"I just want to say we are back," said Shelby Stinnett after the ballgame. "Whatever happens, happens, but we are going to be trying to go all the way. We are young but sometimes you can get overlooked when you fight and you are the underdogs. We have been the underdogs before so they have just got to be ready."
The win continued the sub-state blues for Summertown, who has had four chances in five years to eliminate the Lady Rockets, but each time Forrest has prevailed.
Forrest is 8-0 versus Summertown since 2002 and the Chapel Hill school's excellence in 21st Century Class-A softball is unmatched with their five straight state tournament bids and seven appearances in ten years.
The Lady Rockets own the 2008 title and have finished second three times in 2002, 2007, and 2009.
Not many people gave Forrest a chance this season, especially after losing six starters and the crushing defeat versus Trinity Christian in the title round last year when Forrest was one out away from victory and lost.
They always find a way and they found the way again on Friday, primarily on the backs of the two remaining seniors Rachel Curtis and Stinnett, who also had a lot of help from their friends.
Curtis set the tone of the ballgame with a first inning three-run homerun into the Summertown forest in left field.
Caitlyn Rotchford got the first frame rally started with a single to center and eighth grader Kaitlin Toombs came in as a courtesy runner for the FHS catcher.
Stinnett bounced a single up the middle before Curtis drilled a Tasha Horne screwball on a line over the fence for a 3-0 Forrest lead, sending Summertown a message that they were in for a dogfight.
"I knew the screwball was coming, that is what we were practicing all week," said Curtis after the game. "That was big. We needed to get started and put some runs on the board because we knew they would too. We worked all week on our hitting and it paid off."
In the home half of the second, Summertown hit the ball hard four times, but had nothing to show for it as Forrest center fielder Adrean Jordan robbed them, catching all three outs, including two spectacular running grabs.
Forrest had two on with one out in the third before Horne got out of the jam, sending the Lady Eagles up to bat, poised to defend their home field and they did, coming back with three runs in the inning to tie the ballgame.
The big blow was a two-run dinger by Karlie Harwell that made it 3-2 and five batters later, Courtney Grooms tied it with an RBI hit to left that scored Alley Benefield who was intentionally walked for the second straight time.

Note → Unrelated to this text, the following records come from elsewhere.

use serde::{Deserialize, Serialize};
use std::convert::TryFrom;
use std::ops::Deref;
use uuid::Uuid;

use crate::CheckoutError;

#[derive(Debug, Serialize, Deserialize, PartialEq, Clone)]
pub struct Claims {
    pub sub: Uuid,
    pub iss: String,
    pub exp: usize,
    pub iat: usize,
}

/// At the point where we have a `BearerToken` we aren't guaranteed that
/// the token is valid _(for that it has to go through `TokenVerifier::verify`)_.
/// We are guaranteed the caller sent a token in the expected
/// `Bearer {token}` format.
///
/// The wrapped String is just the token, the `Bearer ` prefix has been
/// stripped from it.
#[derive(Debug, Clone)]
pub struct BearerToken(String);

impl Deref for BearerToken {
    type Target = String;

    fn deref(&self) -> &Self::Target {
        &self.0
    }
}

impl TryFrom<&str> for BearerToken {
    type Error = CheckoutError;

    fn try_from(s: &str) -> Result<Self, Self::Error> {
        let mut iter = s.split_whitespace();
        if let Some(prefix) = iter.next() {
            if !prefix.eq_ignore_ascii_case("bearer") {
                return Err(CheckoutError::InvalidToken(
                    "Invalid token format, expected `Bearer {token}`".to_string(),
                ));
            }
        }
        if let Some(token) = iter.next() {
            return Ok(Self(token.to_owned()));
        }
        Err(CheckoutError::InvalidToken("No token was found".to_string()))
    }
}
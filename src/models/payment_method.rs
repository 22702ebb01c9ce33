use async_graphql::{Object, SimpleObject};
use serde::Serialize;

/// Extra field carried by the purchase order method
pub const PURCHASE_ORDER_NUMBER: &str = "purchase_order_number";

#[derive(Debug, Clone, PartialEq, Eq)]
pub struct PaymentMethodDefinition {
    code: String,
    title: String,
    required_fields: Vec<String>,
    instructions: Option<String>,
}

impl PaymentMethodDefinition {
    pub fn new(
        code: impl Into<String>,
        title: impl Into<String>,
        required_fields: Vec<String>,
        instructions: Option<String>,
    ) -> Self {
        Self {
            code: code.into(),
            title: title.into(),
            required_fields,
            instructions,
        }
    }

    pub fn code(&self) -> &str {
        &self.code
    }

    pub fn title(&self) -> &str {
        &self.title
    }

    /// In declaration order
    pub fn required_fields(&self) -> &[String] {
        &self.required_fields
    }

    pub fn declares(&self, field: &str) -> bool {
        self.required_fields.iter().any(|f| f == field)
    }
}

/// Graphql Resolver
#[Object(name = "AvailablePaymentMethod")]
impl PaymentMethodDefinition {
    #[graphql(name = "code")]
    async fn graphql_code(&self) -> &str {
        &self.code
    }

    #[graphql(name = "title")]
    async fn graphql_title(&self) -> &str {
        &self.title
    }

    async fn instructions(&self) -> Option<&str> {
        self.instructions.as_deref()
    }

    #[graphql(name = "requiredFields")]
    async fn graphql_required_fields(&self) -> &[String] {
        &self.required_fields
    }
}

#[derive(Debug, Clone, PartialEq, Eq, Serialize, SimpleObject)]
pub struct ExtraField {
    pub name: String,
    pub value: String,
}

/// What the caller gets back once a method is on the cart
#[derive(Debug, Clone, PartialEq, Eq, Serialize)]
pub struct SelectedPaymentMethod {
    pub code: String,
    pub title: String,
    pub extra_fields: Vec<ExtraField>,
}

impl SelectedPaymentMethod {
    pub fn extra_field(&self, name: &str) -> Option<&str> {
        self.extra_fields
            .iter()
            .find(|f| f.name == name)
            .map(|f| f.value.as_str())
    }
}

#[Object]
impl SelectedPaymentMethod {
    async fn code(&self) -> &str {
        &self.code
    }

    async fn title(&self) -> &str {
        &self.title
    }

    async fn purchase_order_number(&self) -> Option<&str> {
        self.extra_field(PURCHASE_ORDER_NUMBER)
    }

    async fn extra_fields(&self) -> &[ExtraField] {
        &self.extra_fields
    }
}
use async_graphql::{InputObject, SimpleObject};

use crate::{
    models::{CartPaymentState, PURCHASE_ORDER_NUMBER},
    payments::PaymentSelectionRequest,
};

#[derive(Debug, InputObject)]
pub struct SetPaymentMethodOnCartInput {
    pub cart_id: String,
    pub payment_method: PaymentMethodInput,
}

#[derive(Debug, InputObject)]
pub struct PaymentMethodInput {
    pub code: String,
    /// Shorthand for the `purchase_order_number` extra field
    pub purchase_order_number: Option<String>,
    #[graphql(default)]
    pub extra_fields: Vec<ExtraFieldInput>,
}

#[derive(Debug, InputObject)]
pub struct ExtraFieldInput {
    pub name: String,
    pub value: String,
}

#[derive(SimpleObject)]
pub struct SetPaymentMethodOnCartOutput {
    pub cart: CartPaymentState,
}

impl From<PaymentMethodInput> for PaymentSelectionRequest {
    fn from(input: PaymentMethodInput) -> Self {
        let mut request = PaymentSelectionRequest::new(input.code);
        for field in input.extra_fields {
            request = request.with_field(field.name, field.value);
        }
        // The dedicated argument wins over the generic list
        if let Some(number) = input.purchase_order_number {
            request = request.with_field(PURCHASE_ORDER_NUMBER, number);
        }
        request
    }
}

Undaunted, the Lady Rockets came back in their next at bat.
Whitney Stofel got things going with a leadoff single to center.
Jessica Harmon came in to run for Stofel and was out at second on a 5-4 fielder's choice by Korissa Warlick, bringing up shortstop Ciara Cook.
Cook, FHS head Coach Becky Cheatham, and assistant Ricky Stinnett had talked before the inning started about which side of the plate the sophomore speedster should attack Horne from.
Warlick raced for third base on the hit and then trotted home with the eventual game winning run on a wild throw from right field that careened off the home dugout wall.
From there Stinnett's five years of experience in the circle took over.
The MTSU signee reached back and bore down like she has done in so many crucial situations in the past, retiring twelve out of the next thirteen Summertown hitters.
Stinnett kept the Lady Eagles off balance, mixing it up beautifully with eight of the outs coming on ground balls and just two strikeouts.
With two down and the bases empty in the bottom of the seventh, Stinnett whistled a low fastball that was popped-up into short right.
Stinnett said, "I was nervous coming in here, you know young team. I am not going to lie. We didn't have the right mindset last game. We came in here win, lose, or draw and that kept us motivated. My outfielders really, really stepped up along with our bats and it got us through."
Forrest (26-5) will kick off the Spring Fling, playing in game number one at Murfreesboro's Starplex Field No. 4 versus old foe Friendship Christian (29-8) on Tuesday at 5:00 p.m.
Since 2002, Forrest and Friendship Christian have spilt eight games.
In the early years of the decade it was the battles with the private schools such as Davidson Academy, Goodpasture, Columbia Academy, Ezell Harding, Friendship Christian, and Trinity Christian that fueled the Forrest fire for excellence, paying off with the dramatic title run in 2008 over TCA.
The public versus private school debate battle will rage on once again this year with the field evenly divided with Forrest, East Robertson (29-8), South Fulton (32-10), and Unaka (27-12) representing the public schools and TCA (43-1), Friendship Christian, University School of Jackson (17-17), and Grace Baptist Academy of Chattanooga (28-6) representing the privates.